A chromatograph comprises an inlet where the sample is introduced, an oven containing an analytical column where the separation takes place, and a detector where the constituents of the sample are detected and recorded. Each of these parts of the instrument is temperature-controlled to ensure the integrity and repeatability of the analysis. An analysis performed at a constant controlled temperature is referred to as isothermal. To perform an isothermal analysis, the analytical column is typically placed in a temperature-controlled chamber, often referred to as an oven that is preheated to the desired temperature. A non-isothermal analysis, where the column temperature is gradually raised over time, is also common, especially for samples with relatively massive components that would otherwise take a long time to elute from the column.
Conventional chromatographic ovens typically use convection technology to heat and maintain the interior of the chamber, and hence the column, at the desired temperature. However, conventional ovens are relatively large in comparison to an analytical column which they are intended to heat and, as a result, are very power inefficient. In addition to cost, a side effect of power inefficiency is that the oven is slow to heat and cool, resulting in reduced sample throughput and productivity.
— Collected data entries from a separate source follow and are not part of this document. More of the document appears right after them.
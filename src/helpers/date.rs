//! Date helper functions

use chrono::{DateTime, TimeZone};

use crate::content::parse_date;

/// Format a date with a chrono format string
///
/// # Examples
/// ```ignore
/// format_date(&date, "%B %-d, %Y") // -> "January 15, 2024"
/// ```
pub fn format_date<Tz: TimeZone>(date: &DateTime<Tz>, format: &str) -> String
where
    Tz::Offset: std::fmt::Display,
{
    date.format(format).to_string()
}

/// Generate a `<time>` element for a CMS date string
///
/// Unparseable dates are shown verbatim rather than dropped.
pub fn time_tag(date_string: &str, format: &str) -> String {
    let display = match parse_date(date_string) {
        Some(date) => format_date(&date, format),
        None => {
            tracing::debug!("Unparseable date {:?}", date_string);
            date_string.to_string()
        }
    };
    format!(
        r#"<time datetime="{}">{}</time>"#,
        super::html_escape(date_string),
        super::html_escape(&display)
    )
}

#[cfg(test)]
mod tests {
    use super::*;
    use chrono::Local;

    #[test]
    fn test_format_date() {
        let date = Local.with_ymd_and_hms(2024, 1, 15, 10, 30, 0).unwrap();
        assert_eq!(format_date(&date, "%Y-%m-%d"), "2024-01-15");
        assert_eq!(format_date(&date, "%B %-d, %Y"), "January 15, 2024");
    }

    #[test]
    fn test_time_tag() {
        assert_eq!(
            time_tag("2023-05-03", "%B %-d, %Y"),
            r#"<time datetime="2023-05-03">May 3, 2023</time>"#
        );
        assert_eq!(
            time_tag("someday", "%B %-d, %Y"),
            r#"<time datetime="someday">someday</time>"#
        );
    }
}
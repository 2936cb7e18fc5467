//! List site content

use anyhow::Result;

use crate::content::{ContentSource, Post};
use crate::helpers::format_date;
use crate::Blog;

/// Print all posts, newest first
pub fn run(blog: &Blog) -> Result<()> {
    let posts = blog.source().all_posts()?;
    println!("Posts ({}):", posts.len());
    for post in &posts {
        println!("  {}", summary_line(post));
    }
    Ok(())
}

fn summary_line(post: &Post) -> String {
    let date = post
        .published_at()
        .map(|d| format_date(&d, "%Y-%m-%d"))
        .unwrap_or_else(|| "----------".to_string());
    format!("{} - {} [{}]", date, post.title, post.slug)
}

#[cfg(test)]
mod tests {
    use super::*;

    #[test]
    fn test_summary_line() {
        let post = Post {
            title: "Hello".to_string(),
            slug: "hello".to_string(),
            date: "2023-05-30T08:00:00Z".to_string(),
            ..Post::default()
        };
        assert_eq!(summary_line(&post), "2023-05-30 - Hello [hello]");

        let undated = Post {
            title: "Draft".to_string(),
            slug: "draft".to_string(),
            ..Post::default()
        };
        assert_eq!(summary_line(&undated), "---------- - Draft [draft]");
    }
}
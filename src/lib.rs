//! codewcaro: renderer for the CodewCaro blog
//!
//! Post records exported from DatoCMS are turned into static HTML pages: the
//! structured text body is projected into display nodes, code blocks are
//! highlighted, and the result is wrapped in the site's post page layout.

pub mod commands;
pub mod config;
pub mod content;
pub mod helpers;
pub mod page;
pub mod render;
pub mod server;

use anyhow::Result;
use std::path::{Path, PathBuf};

/// The blog application
#[derive(Clone)]
pub struct Blog {
    /// Site configuration
    pub config: config::SiteConfig,
    /// Base directory
    pub base_dir: PathBuf,
    /// Directory holding the CMS post records
    pub content_dir: PathBuf,
    /// Public (output) directory
    pub public_dir: PathBuf,
}

impl Blog {
    /// Create a new blog instance from a directory
    pub fn new<P: AsRef<Path>>(base_dir: P) -> Result<Self> {
        let base_dir = base_dir.as_ref().to_path_buf();
        let config_path = base_dir.join("_config.yml");

        let config = if config_path.exists() {
            config::SiteConfig::load(&config_path)?
        } else {
            tracing::debug!("No _config.yml in {:?}, using defaults", base_dir);
            config::SiteConfig::default()
        };

        Ok(Self::with_config(base_dir, config))
    }

    /// Create a blog instance with an explicit configuration
    pub fn with_config<P: AsRef<Path>>(base_dir: P, config: config::SiteConfig) -> Self {
        let base_dir = base_dir.as_ref().to_path_buf();
        let content_dir = base_dir.join(&config.content_dir);
        let public_dir = base_dir.join(&config.public_dir);

        Self {
            config,
            base_dir,
            content_dir,
            public_dir,
        }
    }

    /// Content source backed by the content directory
    pub fn source(&self) -> content::FileSource {
        content::FileSource::new(&self.content_dir)
    }

    /// Generate the static site
    pub fn generate(&self) -> Result<()> {
        commands::generate::run(self)
    }

    /// Clean the public directory
    pub fn clean(&self) -> Result<()> {
        commands::clean::run(self)
    }
}
//! Render module - structured text to display nodes and HTML

mod document;
mod highlight;
mod html;
pub mod node;
mod style;

pub use document::{DocumentRenderer, RenderOptions};
pub use highlight::CodeHighlighter;
pub use html::to_html;
pub use node::{DisplayNode, NodeContent, NodeKind};
pub use style::StyleMap;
One prior solution to reduce power consumption when heating an analytical column is to use a resistively heated analytical column. Unfortunately, this technology requires a specially fabricated column that may be incompatible with existing chromatography systems. In addition, an analytical column is susceptible to contamination at its input usually due to sample build-up over time. The contaminated portion of the analytical column is typically removed so the column can be reused. This is difficult or impossible to do when using a resistively heated column since the column and heating element are bundled together. Further, it is difficult to precisely determine the temperature of a resistively heated analytical column because it is difficult to place a temperature probe so that its temperature tracks the temperature of the resistively heated column precisely.
Another prior solution to reduce power consumption when heating an analytical column is to use an electromagnetic (EM) radiant source, such as a microwave or infrared source. Unfortunately, capillary columns, which represent the overwhelming majority of analytical columns used in gas chromatographic analyses today, are typically fabricated from fused silica glass, which is transparent to radiant energy. To take advantage of being heated by radiant energy the analytical column must be coated, or otherwise treated, with a material or substance that can absorb the radiation emitted from the radiant source and convert the radiant energy to heat. Also, as with the resistively heated analytical column, determining the precise temperature of an analytical column heated by a radiant source is difficult because it is difficult to ensure that a temperature probe absorbs and converts the radiant energy to heat in the same way as the column to provide an accurate measure of the column temperature. Finally, the directional or “line-of-sight” nature of an EM radiant source adds a potential source of temperature gradients across the column that would not be present in a conventional convection oven.
Therefore, it would be desirable to efficiently heat a conventional analytical column and accurately determine its temperature.